We like to focus on successful space missions and celebrate what those successes add to our knowledge. But, obviously, not all missions are completely successful. And since some missions are at such huge distances from Earth, their fate can remain a mystery.
This was true of the Beagle 2 Lander, until recently.
The Beagle 2 was a UK contribution to the ESA’s Mars Express mission, launched in 2003. Mars Express consisted of two components; the Mars Express Orbiter and the Beagle 2 Lander. The mission arrived at Mars in December 2003, when the Beagle 2 separated from the orbiter and landed on the Martian surface.
Beagle 2’s destination was Isidis Planitia, a vast sedimentary basin. Beagle 2 was supposed to operate for 180 days, with a possible extension up to one Martian year. But the ESA was unable to contact the lander after several attempts, and in February 2004, the ESA declared the mission lost.
The Beagle 2, named after the ship that Darwin took on his famous voyage, had some solid science goals in mind. It was going to study the geology, mineralogy, and the geochemistry of the landing site, and also the physical properties of the atmosphere and Mars’ surface. It was also going to study the Martian meteorology and climate, and search for biosignatures. But all that was lost.
There was lots of conjecture, but the Beagle 2’s fate was a mystery.
Now, thanks to a new method of ‘stacking and matching’ photos of the Martian surface, which results in higher resolution images than previously possible, the likely fate of the Beagle 2 is known. It appears that the spacecraft landed softly as planned, but that solar panels failed to deploy properly. This not only starved the lander of electrical power, but blocked the craft’s antenna from functioning. This is why no signal was ever received from Beagle 2.

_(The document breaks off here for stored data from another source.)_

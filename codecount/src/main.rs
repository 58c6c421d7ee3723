//! # codecount
//!
//! A CLI tool for heuristic source line counting over a project tree.
//!
//! ## Overview
//!
//! codecount is built on top of codecountlib. It walks a directory tree,
//! skipping configured directory names, classifies every line of every
//! file whose extension matches, and prints a flat report: total and
//! adjusted line counts, the six heuristic counters, and the included
//! and excluded path listings.
//!
//! ## Usage
//!
//! ```bash
//! # Scan the current directory with the default extensions (c,cpp,h,make)
//! codecount .
//!
//! # Scan a project with custom extensions and skip dirs
//! codecount ~/src/proj --ext rs --ext toml --skip target
//!
//! # Machine-readable output
//! codecount . --output json
//!
//! # Opt in to the corrected block-comment handling
//! codecount . --corrected
//! ```
//!
//! Unreadable directories and files, the root included, are reported on
//! stderr but never change the exit status; a root that cannot be
//! opened simply yields an all-zero report. Only usage errors fail the
//! run.

use std::process::ExitCode;

use anyhow::Result;
use clap::{Arg, ArgAction, ArgMatches, Command};
use codecountlib::{render, scan, ClassifyMode, ScanConfig};
use console::style;

/// Build the clap Command structure
fn build_command() -> Command {
    Command::new("codecount")
        .version(env!("CARGO_PKG_VERSION"))
        .about("Heuristic source line counter: comments, blanks, brackets, classes, functions")
        .arg(
            Arg::new("path")
                .help("Directory to scan (defaults to current directory)")
                .default_value("."),
        )
        .arg(
            Arg::new("ext")
                .short('x')
                .long("ext")
                .action(ArgAction::Append)
                .help("File extension to include (repeatable; defaults to c,cpp,h,make)"),
        )
        .arg(
            Arg::new("skip")
                .short('s')
                .long("skip")
                .action(ArgAction::Append)
                .help("Directory name to skip (repeatable; replaces the default skip list)"),
        )
        .arg(
            Arg::new("output")
                .short('o')
                .long("output")
                .value_parser(["text", "json"])
                .default_value("text")
                .help("Output format"),
        )
        .arg(
            Arg::new("corrected")
                .long("corrected")
                .action(ArgAction::SetTrue)
                .help("Close one-line block comments and count each comment line once"),
        )
}

/// Build a ScanConfig from parsed arguments
fn build_config(matches: &ArgMatches) -> ScanConfig {
    let mut config = ScanConfig::new();

    if let Some(extensions) = matches.get_many::<String>("ext") {
        config = config.extensions(extensions);
    }

    if let Some(dirs) = matches.get_many::<String>("skip") {
        config = config.skip_dirs(dirs);
    }

    if matches.get_flag("corrected") {
        config = config.mode(ClassifyMode::Corrected);
    }

    config
}

fn run(matches: &ArgMatches) -> Result<()> {
    let path = matches
        .get_one::<String>("path")
        .map(|s| s.as_str())
        .unwrap_or(".");
    let config = build_config(matches);

    let stats = scan(path, &config);

    for warning in &stats.warnings {
        eprintln!("{} {}", style("warning:").yellow().bold(), warning);
    }

    match matches
        .get_one::<String>("output")
        .map(|s| s.as_str())
        .unwrap_or("text")
    {
        "json" => println!("{}", serde_json::to_string_pretty(&stats)?),
        _ => print!("{}", render(&stats)),
    }

    Ok(())
}

fn main() -> ExitCode {
    let matches = build_command().get_matches();

    match run(&matches) {
        Ok(()) => ExitCode::SUCCESS,
        Err(e) => {
            eprintln!("{} {:#}", style("Error:").red().bold(), e);
            ExitCode::FAILURE
        }
    }
}

#[cfg(test)]
mod tests {
    use super::*;

    fn matches_for(args: &[&str]) -> ArgMatches {
        build_command().get_matches_from(args)
    }

    #[test]
    fn test_default_config() {
        let matches = matches_for(&["codecount"]);
        let config = build_config(&matches);

        assert!(config.matches_extension("main.c"));
        assert!(config.is_skipped_dir(".svn"));
        assert_eq!(config.classify_mode(), ClassifyMode::Legacy);
    }

    #[test]
    fn test_ext_flag_replaces_defaults() {
        let matches = matches_for(&["codecount", ".", "--ext", "rs", "--ext", "toml"]);
        let config = build_config(&matches);

        assert!(config.matches_extension("lib.rs"));
        assert!(config.matches_extension("Cargo.toml"));
        assert!(!config.matches_extension("main.c"));
    }

    #[test]
    fn test_skip_flag_replaces_defaults() {
        let matches = matches_for(&["codecount", ".", "--skip", "target"]);
        let config = build_config(&matches);

        assert!(config.is_skipped_dir("target"));
        assert!(!config.is_skipped_dir(".svn"));
    }

    #[test]
    fn test_corrected_flag() {
        let matches = matches_for(&["codecount", ".", "--corrected"]);
        let config = build_config(&matches);

        assert_eq!(config.classify_mode(), ClassifyMode::Corrected);
    }
}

It took quite a bit of sleuthing to find the Beagle 2. The MRO has used its High Resolution Imaging Science Experiment (HiRise) camera to search for other craft on the surface of Mars, but the Beagle 2 was harder to find. It never sent even a brief signal after touchdown, which would have made it much easier to locate.
Adding to the difficulty is the huge landing area the Beagle 2 had. Beagle 2’s landing site at the time of its launch was an ellipse 170 km by 100 km in the Isidis Planitia. That’s an enormous area in which to locate a spacecraft that’s less than a few meters across once deployed, with a camera that has an image scale of about 0.2m, (10 inches).
The MRO has been using its HiRise to look for Beagle 2 since it was lost. As it went about the business of its science objectives, it captured occasional images of the Beagle 2’s landing site. Eventually, the lander was identified by Michael Croon, a former member of the ESA’s Mars Express Orbiter team. In HiRise images from February 2013 and June 2014, Croon found visual evidence of the lander and its entry and descent components.
The puzzling thing was that the image seemed to shift around in different photos. This could be because the lander deployed its solar panels like flower petals arranged around the center. The panels will reflect light differently in different lighting conditions, which could make the lander appear to change location in subsequent photos. If Beagle 2 is sitting on an uneven surface, that could add to the illusion.
The HiRise images are consistent with the idea that the panels failed to deploy, and that also makes sense if the panels blocked the antenna from operating. It’s also possible that the sun glinting off the panels only makes it appear that not all of them opened.
But what’s bad news for Beagle 2 is good news for the human endeavour to study Mars. The new technique of combining images of the surface of Mars yields photos with 5 times the resolution that MRO can provide. This will make selecting landing sites for future missions much easier, and will also contribute to the science objectives of the MRO itself.
The Mars Express Orbiter is still in operation above Mars, and has been for over 12 years. Among its achievements are the detection of water ice in Mars’ South Polar cap and the discovery of methane in the atmosphere of Mars. The orbiter also performed the closest-ever flyby of Mars’ moon Phobos.